With Danny Kahneman’s Nobel prize in economics every other week has a big-name author or journalist writing a breathless article about how the new ‘behavioural economics’ will fix sterile financial theory. Alas, way back in 1951 this was a tired theme. George Stigler noted “each decade, for the past nine or 10 decades, economists have read widely in the then-current psychological literature. These explorers have published their findings, and others in the field have found them wanting—wanting in useful hypotheses about economic behaviour.”

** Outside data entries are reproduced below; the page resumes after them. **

// 该文件是 Shanan （山南西风） 项目的一部分。
// src/args.rs - 服务参数配置
//
// 本程序遵循 GNU Affero 通用公共许可证（AGPL）许可协议。
// 本程序的发布旨在提供实用价值，但不作任何形式的担保，
// 包括但不限于对适销性或特定用途适用性的默示担保。
// 更多详情请参阅 GNU 通用公共许可证。
//
// Copyright (C) 2026 Johann Li <me@qinka.pro>, ETVP

use std::path::PathBuf;

use clap::Parser;
use url::Url;

use shanan_predict::{output::DEFAULT_JPEG_QUALITY, server::DEFAULT_BODY_LIMIT_MIB};

/// Shanan 推理服务参数配置
#[derive(Parser, Debug)]
#[command(author, version, about, long_about = None)]
pub struct Args {
  /// 模型地址，例如 yolo26:///opt/models/model.rknn
  #[arg(long, env = "SHANAN_MODEL", value_name = "MODEL")]
  pub model: Url,

  /// 类别标签文件（JSON 数组或编号到名称的对象），最大编号加一即模型类别数
  #[arg(long, env = "SHANAN_LABELS", value_name = "FILE")]
  pub labels: PathBuf,

  /// 替换内置字体的 TrueType 字体文件
  #[arg(long, value_name = "FILE")]
  pub font: Option<PathBuf>,

  /// 监听地址
  #[arg(long, default_value = "0.0.0.0")]
  pub host: String,

  /// 监听端口
  #[arg(long, default_value_t = 8080)]
  pub port: u16,

  /// 请求体大小上限 (MiB)
  #[arg(long, default_value_t = DEFAULT_BODY_LIMIT_MIB, value_parser = clap::value_parser!(u32).range(1..=1024))]
  pub max_body_mib: u32,

  /// 返回图像的 JPEG 质量 (1 - 100)
  #[arg(long, default_value_t = DEFAULT_JPEG_QUALITY, value_parser = clap::value_parser!(u8).range(1..=100))]
  pub jpeg_quality: u8,
}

Take, for example, the anchoring bias, where people do not adjust their prior beliefs sufficiently when presented with new data. On the other hand, there’s the case where people do not sufficiently account for base rate information, as for example when they are told a woman is quiet and assume she’s a librarian, not saleswoman, even though there are more saleswomen than librarians. Thus, over, or underreaction to information is a common ‘bias’, and so Kahneman’s classic work Judgment Under Uncertainty: Heuristics and Biases surveys papers from the 1970s! After a generation, the low hanging fruit has been picked, and where are we? Momentum and mean-reversion are part of the ‘new’ finance, and George Soros proudly notes that his theory of markets has markets biased—though it could be in either direction. Yet, these are not really discovered by behavioural economics, but explained by it on a case by case basis. Prospect theory teaches us that people overweight, or underweight, extreme observations in various contexts. These insights are no more useful than saying the effect of X on Y ‘could go either way, depending on a bunch of other information we probably won’t notice until after the fact’.

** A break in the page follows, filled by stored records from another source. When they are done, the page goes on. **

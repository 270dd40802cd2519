// 该文件是 Shanan （山南西风） 项目的一部分。
// src/output/save_image_file.rs - 保存图像文件
//
// 本文件根据 Apache 许可证第 2.0 版（以下简称“许可证”）授权使用；
// 除非遵守该许可证条款，否则您不得使用本文件。
// 您可通过以下网址获取许可证副本：
// http://www.apache.org/licenses/LICENSE-2.0
// 除非适用法律要求或书面同意，根据本许可协议分发的软件均按“原样”提供，
// 不附带任何形式的明示或暗示的保证或条件。
// 有关许可权限与限制的具体条款，请参阅本许可协议。
//
// Copyright (C) 2026 Johann Li <me@qinka.pro>, Wareless Group

use std::path::{Path, PathBuf};

use thiserror::Error;
use tracing::info;
use url::Url;

use crate::{FromUrl, FromUrlWithScheme, frame::BgrFrame};

#[derive(Error, Debug)]
pub enum SaveImageFileError {
  #[error("I/O 错误: {0}")]
  IoError(#[from] std::io::Error),
  #[error("图像错误: {0}")]
  ImageError(#[from] image::ImageError),
  #[error("URI 方案不匹配: {0}")]
  SchemeMismatch(String),
}

/// 把标注后的帧写入图像文件，格式由扩展名决定
pub struct SaveImageFileOutput {
  path: PathBuf,
}

impl FromUrlWithScheme for SaveImageFileOutput {
  const SCHEME: &'static str = "image";
}

impl FromUrl for SaveImageFileOutput {
  type Error = SaveImageFileError;

  fn from_url(uri: &Url) -> Result<Self, Self::Error> {
    if uri.scheme() != Self::SCHEME {
      return Err(SaveImageFileError::SchemeMismatch(format!(
        "期望保存方式 '{}', 实际保存方式 '{}'",
        Self::SCHEME,
        uri.scheme()
      )));
    }

    Ok(SaveImageFileOutput {
      path: PathBuf::from(uri.path()),
    })
  }
}

impl SaveImageFileOutput {
  pub fn path(&self) -> &Path {
    &self.path
  }

  pub fn save(&self, frame: &BgrFrame) -> Result<(), SaveImageFileError> {
    if let Some(parent) = self.path.parent()
      && !parent.as_os_str().is_empty()
    {
      std::fs::create_dir_all(parent)?;
    }

    frame.to_rgb_image().save(&self.path)?;
    info!("保存图像到文件: {}", self.path.display());

    Ok(())
  }
}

A new book about psychiatry, Doctoring the Mind by Richard Bentall argues that the science of the mind is hardly a successful science. He argues that mental illness is on the increase and sufferers in the developed world with access to psychiatric care actually fare worse than patients in poorer countries. It wasn’t too long ago, many psychologists thought a lot of anxiety came from wanting to kill one’s father in order to have sex with one’s mother, an ambition so absurd only a scientist could think it made sense. Then there were lobotomies, homosexuality as a mental illness, criminals having insufficient self esteem (we now know they have too much), autism caused by bad mothering, and on and on. Lastly, have you ever thought that psychologists are happier, more well adjusted people than average? I don’t think so, yet that’s their specialty. So these guys are now going to help economics? I doubt it.
This is not to say I think economics is especially fruitful. My book addresses a rather central issue that I think is flawed in economics. I’m just saying that ‘cognitive biases’ are an embarrassment of riches that lead everywhere and nowhere, which Bentall’s books suggests is hardly surprising.